The family of Daniel Jilek sued Carlin C. Stockson, M.D., and several other healthcare providers after Stockson allegedly provided negligent care to Daniel Jilek in an Urgent Care facility. The family argued that Stockson misdiagnosed Daniel's chest pain, resulting in his death. They argued that Stockson, a Family Practice specialist, was practicing emergency medicine in treating Jilek, and that Stockson failed to follow his employer's standards for treating patients complaining of new onset chest pain.Jilek's lawyers served the Defendants with Interrogatory questions seeking their position with regard to whether emergency or family medicine was "the one most relevant standard" by which the court must assess Stockson's conduct. The Defendants refused to respond. One month before trial, the Defendants sought to limit Jilek's standard of care testimony to Family Practice specialists. The trial judge rejected this argument, and ruled that emergency experts were qualified to testify about the standard of care in treating new onset chest pain. Nevertheless, the trial judge refused to exclude family practice specialists from testifying, and at the end of the trial, he instructed jurors that the applicable standard of care was the standard utilized by family practice doctors staffing urgent care facilities. This nullified much of the family's expert testimony and obviously undercut their remaining expert's credibility. The jury ruled in the defendants' favor and the family appealed.

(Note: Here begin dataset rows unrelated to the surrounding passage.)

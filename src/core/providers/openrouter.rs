//! OpenRouter provider implementation
//!
//! OpenRouter fronts many upstream vendors. Its error bodies carry the
//! vendor's name and raw payload under `error.metadata`, which the error
//! mapper surfaces as provider details.

use crate::core::provider::{
    FragmentStream, Provider, ProviderError, fragment_stream, reject_in_band_error,
};
use crate::models::openai::{OpenAIChatCompletionRequest, OpenAIChatCompletionResponse};
use anyhow::Context;
use async_trait::async_trait;
use reqwest::Client;
use std::time::Duration;
use tracing::{error, info};

const DEFAULT_BASE_URL: &str = "https://openrouter.ai/api/v1";

/// OpenRouter provider
pub struct OpenRouterProvider {
    client: Client,
    api_key: String,
    base_url: String,
    site_url: Option<String>,
    app_name: Option<String>,
}

impl OpenRouterProvider {
    /// Create a new OpenRouter provider
    ///
    /// # Arguments
    ///
    /// * `api_key` - OpenRouter API key
    /// * `base_url` - OpenRouter API base URL (default: https://openrouter.ai/api/v1)
    /// * `timeout` - Request timeout in seconds
    /// * `site_url` - Optional site URL for OpenRouter credits
    /// * `app_name` - Optional application name
    pub fn new(
        api_key: String,
        base_url: Option<String>,
        timeout: u64,
        site_url: Option<String>,
        app_name: Option<String>,
    ) -> anyhow::Result<Self> {
        let client = Client::builder()
            .timeout(Duration::from_secs(timeout))
            .build()
            .context("Failed to create HTTP client")?;

        Ok(Self {
            client,
            api_key,
            base_url: base_url
                .unwrap_or_else(|| DEFAULT_BASE_URL.to_string())
                .trim_end_matches('/')
                .to_string(),
            site_url,
            app_name,
        })
    }

    /// Classify OpenRouter errors and provide helpful messages
    fn classify_error(error_detail: &str) -> String {
        let error_lower = error_detail.to_lowercase();

        if error_lower.contains("invalid") && error_lower.contains("api") {
            return "Invalid API key. Please check the [openrouter] api_key configuration."
                .to_string();
        }

        if error_lower.contains("insufficient") && error_lower.contains("credits") {
            return "Insufficient credits. Please add credits to your OpenRouter account."
                .to_string();
        }

        if error_lower.contains("rate_limit") || error_lower.contains("rate-limited") {
            return "Rate limit exceeded. Please wait and try again.".to_string();
        }

        if error_lower.contains("model")
            && (error_lower.contains("not found") || error_lower.contains("does not exist"))
        {
            return "Model not found. Please check the [models] configuration.".to_string();
        }

        error_detail.to_string()
    }

    async fn send(
        &self,
        request: &OpenAIChatCompletionRequest,
    ) -> Result<reqwest::Response, ProviderError> {
        let url = format!("{}/chat/completions", self.base_url);

        info!(
            "Sending request to OpenRouter: model={}, messages={}, max_tokens={:?}, stream={}",
            request.model,
            request.messages.len(),
            request.max_tokens,
            request.stream
        );

        let mut req_builder = self
            .client
            .post(&url)
            .header("Content-Type", "application/json")
            .bearer_auth(&self.api_key);

        if let Some(ref site_url) = self.site_url {
            req_builder = req_builder.header("HTTP-Referer", site_url);
        }
        if let Some(ref app_name) = self.app_name {
            req_builder = req_builder.header("X-Title", app_name);
        }

        let response = req_builder.json(request).send().await?;

        let status = response.status();
        if !status.is_success() {
            let error_text = response
                .text()
                .await
                .unwrap_or_else(|_| "Unknown error".to_string());
            error!("OpenRouter returned {}: {}", status, error_text);
            return Err(ProviderError::from_status(
                status.as_u16(),
                &error_text,
                Self::classify_error,
            ));
        }

        Ok(response)
    }
}

#[async_trait]
impl Provider for OpenRouterProvider {
    async fn create_chat_completion(
        &self,
        request: &OpenAIChatCompletionRequest,
    ) -> Result<OpenAIChatCompletionResponse, ProviderError> {
        let completion: OpenAIChatCompletionResponse = self
            .send(request)
            .await?
            .json()
            .await
            .map_err(|e| ProviderError::Unexpected(format!("Failed to parse response: {}", e)))?;
        let completion = reject_in_band_error(completion)?;

        if let Some(ref usage) = completion.usage {
            info!(
                "OpenRouter response: model={}, sent_tokens={}, received_tokens={}, total_tokens={}",
                completion.model, usage.prompt_tokens, usage.completion_tokens, usage.total_tokens
            );
        }

        Ok(completion)
    }

    async fn create_chat_completion_stream(
        &self,
        mut request: OpenAIChatCompletionRequest,
    ) -> Result<FragmentStream, ProviderError> {
        request.stream = true;

        let response = self.send(&request).await?;
        Ok(fragment_stream(response))
    }

    fn provider_name(&self) -> &str {
        "OpenRouter"
    }
}
//! API data models
//!
//! `claude` holds the client-facing dialect, `openai` the backend dialect.

pub mod claude;
pub mod openai;
//! Provider implementations

pub mod openai;
pub mod openrouter;

pub use openai::OpenAIProvider;
pub use openrouter::OpenRouterProvider;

The Court of Appeals noted that under Michigan law, the parties were entitled to a ruling on the applicable standard of care prior to trial. It also noted that under numerous recent rulings of the Michigan Supreme Court, only qualified experts may testify and they must testify only with regard to the one most relevant specialty. On that basis, the Court of Appeals concluded that the trial was not fairly conducted and it overturned the jury verdict and returned the case for a new trial.
This week, the Supreme Court's Republican majority summarily overturned the Court of Appeals and denied the family a new trial. It did not issue an opinion (because to do so would cause the majority to acknowledge that the trial was not conducted in a manner consistent with the rules which it had pronounced). Instead the majority simply concluded that the trial judge's errors were not so grave as to be "inconsistent with substantial justice." The three remaining Justices disagreed and dissented from the summary reversal.